Максим: Ок, я просто к акселерационизму.

Влад: Для меня на самом деле это сейчас самая интересная проблематика. Илья говорит, что придут технологии, и это уравняет людей, и все будут хорошие и свободные, но когда ты так говоришь, Илья, ты как бы остаешься в парадигме человеческого, в то время как, возможно, когда придут технологии, уже не будет ни плохого, ни хорошего. И в этом смысле просто человечество разрушится как вид. Не противоречит ли это левому движению, которое всё-таки старается как-то организовать человеческое? Когда уничтожится человеческое (или трансформируется до неузнаваемости), это будет уже и не левое, и не правое, наверное. В этом смысле мне странно думать, что придут технологии и всё исправят.

Максим: Кажется, это само по себе уже противоречие.

Илья:  Я о том как раз и говорю, что у меня есть ощущение, что левое стремится к тому, чтобы сделать человеческое — нечеловеческим, то есть преодолеть саму человеческую суть некую, которая, я боюсь, имеет правый уклон. Я об этом и говорю, что технологии сами по себе, как европейская левая идея, стремятся к тому, чтобы преодолеть человека, сделать человека чем-то другим, в этом смысле мы с тобой абсолютно согласны.

Максим: Интересно, а вы как-то представляете, что люди могут сейчас лично делать, чтобы стремиться к лучшему разрешению всей этой истории с технологиями?

Влад: Да, короче, мы опять ходим по кругу, потому что мы не можем установить, в чем заключается человеческая суть. С одной стороны, мы можем говорить о том, что это что-то темное, биологическое, иерархическое, с другой стороны, можем говорить, что тенденции к организации в сообщества и проявлению альтруизма — это тоже проявления биологии, эволюционистской логики внутри сообщества. В общем, тогда левые примерно так же соотносятся с человеком как таковым, как и правые идеи. И к чему здесь привязаны технологии, тоже непонятно, ведь технологии, они… Я не знаю.

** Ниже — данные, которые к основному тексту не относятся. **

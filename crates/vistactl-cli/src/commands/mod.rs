//! CLI commands

pub mod bootstrap;
pub mod deploy;
pub mod diag;
pub mod port_forward;
pub mod prepare;
pub mod render;
pub mod status;
pub mod teardown;

use clap::Args;
use std::path::PathBuf;
use std::time::Duration;

use vistactl_core::{
    Bundle, DEFAULT_NAMESPACE, DEFAULT_RELEASE, DEFAULT_STORAGE_CLASS, RancherConfig,
    ReleaseInfo, RenderContext, Values, WaitConfig, default_kubeconfig_path,
};
use vistactl_engine::{Engine, RenderResult};

use crate::error::{CliError, Result};
use crate::prompt;

/// Release / namespace / credential-file selection shared by all commands
#[derive(Args, Debug, Clone)]
pub struct TargetArgs {
    /// Release name; resource names derive from it
    #[arg(long, env = "VISTACTL_RELEASE", default_value = DEFAULT_RELEASE)]
    pub release: String,

    /// Target namespace
    #[arg(
        short = 'n',
        long,
        env = "VISTACTL_NAMESPACE",
        default_value = DEFAULT_NAMESPACE
    )]
    pub namespace: String,

    /// Path of the cluster credential file
    #[arg(long, env = "VISTACTL_KUBECONFIG")]
    pub kubeconfig: Option<PathBuf>,
}

impl TargetArgs {
    pub fn kubeconfig_path(&self) -> PathBuf {
        self.kubeconfig
            .clone()
            .unwrap_or_else(default_kubeconfig_path)
    }
}

/// Rancher endpoint settings
#[derive(Args, Debug, Clone)]
pub struct RancherArgs {
    /// Rancher server URL
    #[arg(long, env = "VISTACTL_RANCHER_SERVER")]
    pub rancher_server: Option<String>,

    /// Rancher API bearer token
    #[arg(long, env = "VISTACTL_RANCHER_TOKEN", hide_env_values = true)]
    pub rancher_token: Option<String>,

    /// Cluster name to resolve (exact match only)
    #[arg(long, env = "VISTACTL_CLUSTER")]
    pub cluster: Option<String>,

    /// Re-fetch the kubeconfig even when the file already exists
    #[arg(long)]
    pub refresh_kubeconfig: bool,
}

impl RancherArgs {
    /// All three Rancher settings together, or none of them
    pub fn to_config(&self) -> Result<Option<RancherConfig>> {
        match (&self.rancher_server, &self.rancher_token, &self.cluster) {
            (None, None, None) => Ok(None),
            (Some(server), Some(token), Some(cluster)) => Ok(Some(RancherConfig {
                server: server.clone(),
                token: token.clone(),
                cluster: cluster.clone(),
            })),
            _ => Err(CliError::config_with_help(
                "incomplete Rancher settings",
                "provide --rancher-server, --rancher-token and --cluster together, \
                 or none of them to use an existing kubeconfig",
            )),
        }
    }
}

/// Values layering flags
#[derive(Args, Debug, Clone, Default)]
pub struct ValuesArgs {
    /// Bundle directory (defaults to the builtin Vista3D bundle)
    #[arg(long, env = "VISTACTL_BUNDLE")]
    pub bundle: Option<PathBuf>,

    /// Values file(s) to merge, in order
    #[arg(short = 'f', long = "values")]
    pub values: Vec<PathBuf>,

    /// Set values on the command line (key=value, typed)
    #[arg(long = "set")]
    pub set: Vec<String>,

    /// Set string values on the command line (key=value, never coerced)
    #[arg(long = "set-string")]
    pub set_string: Vec<String>,

    /// Storage class for the application's claims
    #[arg(long, env = "VISTACTL_STORAGE_CLASS")]
    pub storage_class: Option<String>,
}

/// Ingress flags
#[derive(Args, Debug, Clone, Default)]
pub struct IngressArgs {
    /// Hostname to expose the frontend on (enables the ingress)
    #[arg(long, env = "VISTACTL_INGRESS_HOST")]
    pub ingress_host: Option<String>,

    /// Ingress class name
    #[arg(long, env = "VISTACTL_INGRESS_CLASS")]
    pub ingress_class: Option<String>,

    /// TLS secret name for the ingress host
    #[arg(long, env = "VISTACTL_INGRESS_TLS_SECRET")]
    pub ingress_tls_secret: Option<String>,
}

/// Fully-resolved render inputs
pub struct ResolvedInputs {
    pub bundle: Bundle,
    pub values: Values,
    pub wait: WaitConfig,
    pub storage_class: String,
}

/// Resolve bundle + values layers + flag overrides into render inputs
///
/// Interactive mode may prompt once for a missing ingress host; an empty
/// answer (or non-interactive mode) leaves the ingress disabled.
pub fn resolve_inputs(
    values_args: &ValuesArgs,
    ingress: &IngressArgs,
    non_interactive: bool,
    timeout_secs: Option<u64>,
) -> Result<ResolvedInputs> {
    let bundle = match &values_args.bundle {
        Some(dir) => Bundle::load(dir)?,
        None => Bundle::builtin(),
    };

    let mut values = Values::resolve_layers(
        bundle.defaults.clone(),
        &values_args.values,
        &values_args.set,
        &values_args.set_string,
    )?;

    if let Some(class) = &values_args.storage_class {
        values.set(
            "persistence.storageClass",
            serde_json::Value::String(class.clone()),
        )?;
    }

    if let Some(host) = &ingress.ingress_host {
        values.set("ingress.enabled", serde_json::Value::Bool(true))?;
        values.set("ingress.host", serde_json::Value::String(host.clone()))?;
    }
    if let Some(class) = &ingress.ingress_class {
        values.set(
            "ingress.className",
            serde_json::Value::String(class.clone()),
        )?;
    }
    if let Some(secret) = &ingress.ingress_tls_secret {
        values.set(
            "ingress.tlsSecret",
            serde_json::Value::String(secret.clone()),
        )?;
    }

    // one optional prompt; omission means "ingress disabled", never an error
    let host_missing = values.get_str("ingress.host").unwrap_or("").is_empty();
    if host_missing && !non_interactive {
        if let Some(host) = prompt::optional("Ingress hostname (empty to disable)")? {
            values.set("ingress.enabled", serde_json::Value::Bool(true))?;
            values.set("ingress.host", serde_json::Value::String(host))?;
        }
    }

    let mut wait: WaitConfig = values
        .get("wait")
        .cloned()
        .map(serde_json::from_value)
        .transpose()
        .map_err(|e| CliError::config(format!("invalid wait settings: {}", e)))?
        .unwrap_or_default();
    if let Some(secs) = timeout_secs {
        wait.timeout = Duration::from_secs(secs);
    }
    wait.validate()?;

    let storage_class = values
        .get_str("persistence.storageClass")
        .unwrap_or(DEFAULT_STORAGE_CLASS)
        .to_string();

    Ok(ResolvedInputs {
        bundle,
        values,
        wait,
        storage_class,
    })
}

/// Render the bundle for a release
pub fn render_manifest(
    inputs: &ResolvedInputs,
    release: &str,
    namespace: &str,
) -> Result<RenderResult> {
    let context = RenderContext::new(
        inputs.values.clone(),
        ReleaseInfo::new(release, namespace),
    );
    Ok(Engine::builder().build().render_bundle(&inputs.bundle, &context)?)
}

/// Write a rendered manifest to its output path ("-" prints to stdout)
pub fn write_manifest(result: &RenderResult, output: &std::path::Path) -> Result<()> {
    let text = result.manifest_text();
    if output.as_os_str() == "-" {
        println!("{}", text);
    } else {
        std::fs::write(output, text)?;
    }
    Ok(())
}

/// Deployment names of the stack's workloads
pub fn workload_names(release: &str) -> Vec<String> {
    vec![
        format!("{}-server", release),
        format!("{}-image-server", release),
        format!("{}-frontend", release),
    ]
}

/// The components the stack consists of
pub const COMPONENTS: &[&str] = &["server", "image-server", "frontend"];

#[cfg(test)]
mod tests {
    use super::*;

    #[test]
    fn test_resolve_inputs_defaults() {
        let inputs = resolve_inputs(&ValuesArgs::default(), &IngressArgs::default(), true, None)
            .unwrap();

        assert_eq!(inputs.storage_class, "local-path");
        assert_eq!(inputs.wait.timeout, Duration::from_secs(300));
        assert_eq!(inputs.values.get_str("ingress.host"), Some(""));
    }

    #[test]
    fn test_resolve_inputs_flag_overrides() {
        let values_args = ValuesArgs {
            storage_class: Some("longhorn".into()),
            set: vec!["server.replicas=2".into()],
            ..Default::default()
        };
        let ingress = IngressArgs {
            ingress_host: Some("vista3d.example.com".into()),
            ingress_tls_secret: Some("vista3d-tls".into()),
            ..Default::default()
        };

        let inputs = resolve_inputs(&values_args, &ingress, true, Some(60)).unwrap();

        assert_eq!(inputs.storage_class, "longhorn");
        assert_eq!(
            inputs.values.get_str("persistence.storageClass"),
            Some("longhorn")
        );
        assert_eq!(inputs.values.get("ingress.enabled").unwrap(), true);
        assert_eq!(
            inputs.values.get_str("ingress.host"),
            Some("vista3d.example.com")
        );
        assert_eq!(inputs.wait.timeout, Duration::from_secs(60));
    }

    #[test]
    fn test_workload_names() {
        assert_eq!(
            workload_names("vista3d"),
            vec![
                "vista3d-server",
                "vista3d-image-server",
                "vista3d-frontend"
            ]
        );
    }
}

Но всё же левые практики говорят не о растворении человеческого. Они говорят именно об изменении человеческого, но в каких-то рамках дозволенного, грубо говоря. То, что у нас всё-таки останется сознание, и мы будем действующими субъектами, которые станут жить в мире и согласии. В то время как тотальная технологизации этого как раз таки не предполагает совсем и не обещает. И непонятно, насколько она остается левой в момент, когда собирается нас уничтожить. Потому что всё-таки, как мне кажется, уничтожение — это больше про правое. С другой стороны, немножко консервативно настаивать на том, что, мол, давайте-ка мы всё-таки останемся людьми и так далее. Потому что действительно непонятно, зачем это нужно, и, может быть, лучше, чтобы нас не было, но это уже, кажется, такая область, которая не вписывается в рамки левого и правого. Это просто случится, наверное, и некоторые политические штуки сметет.

Илья: Так а может, прекращение людей как людей — и есть лучшее разрешение?